The other day I logged into my Kindle Cloud to send a document I’d uploaded to my device and noticed that one of the Amazon books had an available update. I have enabled auto-updates, but I’ve long known that, for whatever reason, some books don’t and I have to actually push the button. I’ve never figured out what differentiates the books that auto-update from those that don’t, but such is life.
And because I was then thinking about updating books, and knowing that some had been updated and others hadn’t, I was forced to go through and update all books with available updates. (I’m not OCD or anything like, but some things still nag at me, and a task that is partly done is one of them.) The end result was me traveling back in time through my Kindle Cloud, and somewhere along this journey I decided it would be fun to find and read the oldest unread book in my Kindle Cloud*.
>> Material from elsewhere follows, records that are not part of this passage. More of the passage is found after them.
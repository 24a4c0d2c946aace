use serde::{Deserialize, Serialize};

#[derive(Debug, Clone, Copy, PartialEq, Eq, Serialize, Deserialize)]
#[serde(rename_all = "lowercase")]
pub enum Role {
    Admin,
    Teacher,
    Parent,
    Student,
}

impl Role {
    pub fn parse(s: &str) -> Option<Self> {
        match s.trim().to_ascii_lowercase().as_str() {
            "admin" => Some(Role::Admin),
            "teacher" => Some(Role::Teacher),
            "parent" => Some(Role::Parent),
            "student" => Some(Role::Student),
            _ => None,
        }
    }
}

#[derive(Debug, Clone, Copy, PartialEq, Eq, Serialize)]
#[serde(rename_all = "camelCase")]
pub enum Screen {
    Dashboard,
    Students,
    Classes,
    Attendance,
    LessonPlans,
    ResultsEntry,
    Transcripts,
    FeeLedger,
    Analytics,
    CsvImport,
    BulkPromotion,
    Assessments,
}

/// Menu order.
pub const SCREENS: [Screen; 12] = [
    Screen::Dashboard,
    Screen::Students,
    Screen::Classes,
    Screen::Attendance,
    Screen::LessonPlans,
    Screen::ResultsEntry,
    Screen::Transcripts,
    Screen::FeeLedger,
    Screen::Analytics,
    Screen::CsvImport,
    Screen::BulkPromotion,
    Screen::Assessments,
];

impl Screen {
    pub fn title(&self) -> &'static str {
        match self {
            Screen::Dashboard => "Dashboard",
            Screen::Students => "Students",
            Screen::Classes => "Classes",
            Screen::Attendance => "Attendance",
            Screen::LessonPlans => "Lesson Plans",
            Screen::ResultsEntry => "Results Entry",
            Screen::Transcripts => "Transcripts",
            Screen::FeeLedger => "Fee Ledger",
            Screen::Analytics => "Analytics",
            Screen::CsvImport => "CSV Import",
            Screen::BulkPromotion => "Bulk Promotion",
            Screen::Assessments => "Assessments",
        }
    }

    pub fn href(&self) -> &'static str {
        match self {
            Screen::Dashboard => "/",
            Screen::Students => "/students",
            Screen::Classes => "/classes",
            Screen::Attendance => "/attendance",
            Screen::LessonPlans => "/lessons",
            Screen::ResultsEntry => "/results/entry",
            Screen::Transcripts => "/results/transcripts",
            Screen::FeeLedger => "/finance/ledger",
            Screen::Analytics => "/analytics",
            Screen::CsvImport => "/admin/import",
            Screen::BulkPromotion => "/admin/promotion",
            Screen::Assessments => "/admin/assessments",
        }
    }

    pub fn visible_to(&self, role: Role) -> bool {
        use Role::*;
        match self {
            Screen::Dashboard => matches!(role, Admin | Teacher | Parent),
            Screen::Students
            | Screen::Classes
            | Screen::Attendance
            | Screen::LessonPlans
            | Screen::ResultsEntry => matches!(role, Admin | Teacher),
            Screen::Transcripts => matches!(role, Admin | Teacher | Parent),
            Screen::FeeLedger => matches!(role, Admin | Parent),
            Screen::Analytics
            | Screen::CsvImport
            | Screen::BulkPromotion
            | Screen::Assessments => matches!(role, Admin),
        }
    }
}

pub fn menu_for(role: Role) -> Vec<Screen> {
    SCREENS.iter().copied().filter(|s| s.visible_to(role)).collect()
}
Going back in time is a little dangerous, because my reading tastes and pet peeves, etc have changed over time and 9 years is a lot of time for growth and change. I had a huge purge last year and deleted a lot of books I knew I’d simply never read. So, it was safe to assume The Destiny of Ethan King wasn’t one of those. But I still entered into it a little warily.
A university professor discovers the notes of a little-known 12th century alchemist detailing the creation of a mystical substance called Universal Matter. This substance is capable of generating unlimited energy and has the power to either end humanity’s greatest problems, or destroy us all. The ancient documents claim that, when the time is right, one human soul will be given the ability to create Universal Matter. His name is Ethan King.
Thrown into a world in which the boundaries between good and evil are blurred, Ethan is left with no choice but to embark on a mystical adventure with potentially global consequences. Complications arise in the form of supernatural abilities, past life flashbacks and personal tragedy.
Ok, I’m gonna be blunt here. I can see what the author was after with this book, but the way it’s written (told, really) bored me to tears. I finished it by force of will alone. I literally read a couple chapters, went off and read a whole other book, came back for a couple more chapters, then read another book, then a few more chapters, and another book, etc. That’s what it took for me to finish. It’s a snooze fest.
The thing is, I really think it’s the writing, not the story itself that’s the problem. Most of the important points, where real character growth or plot progression occurs are told instead of shown (often after the fact). So, you never really feel connected to anything. Further, Cosgrove’s attempts to explain the transcendentalism or whichever metaphysical/esoteric philosophy the characters are utilizing is almost lecture level dull. The fact that the reader needed the lecture to understand shows how poorly it was shown in the writing otherwise.
Perhaps there will be those, new to the ideas presented here perhaps, who will enjoy book. All in all, it’s a failure for me though.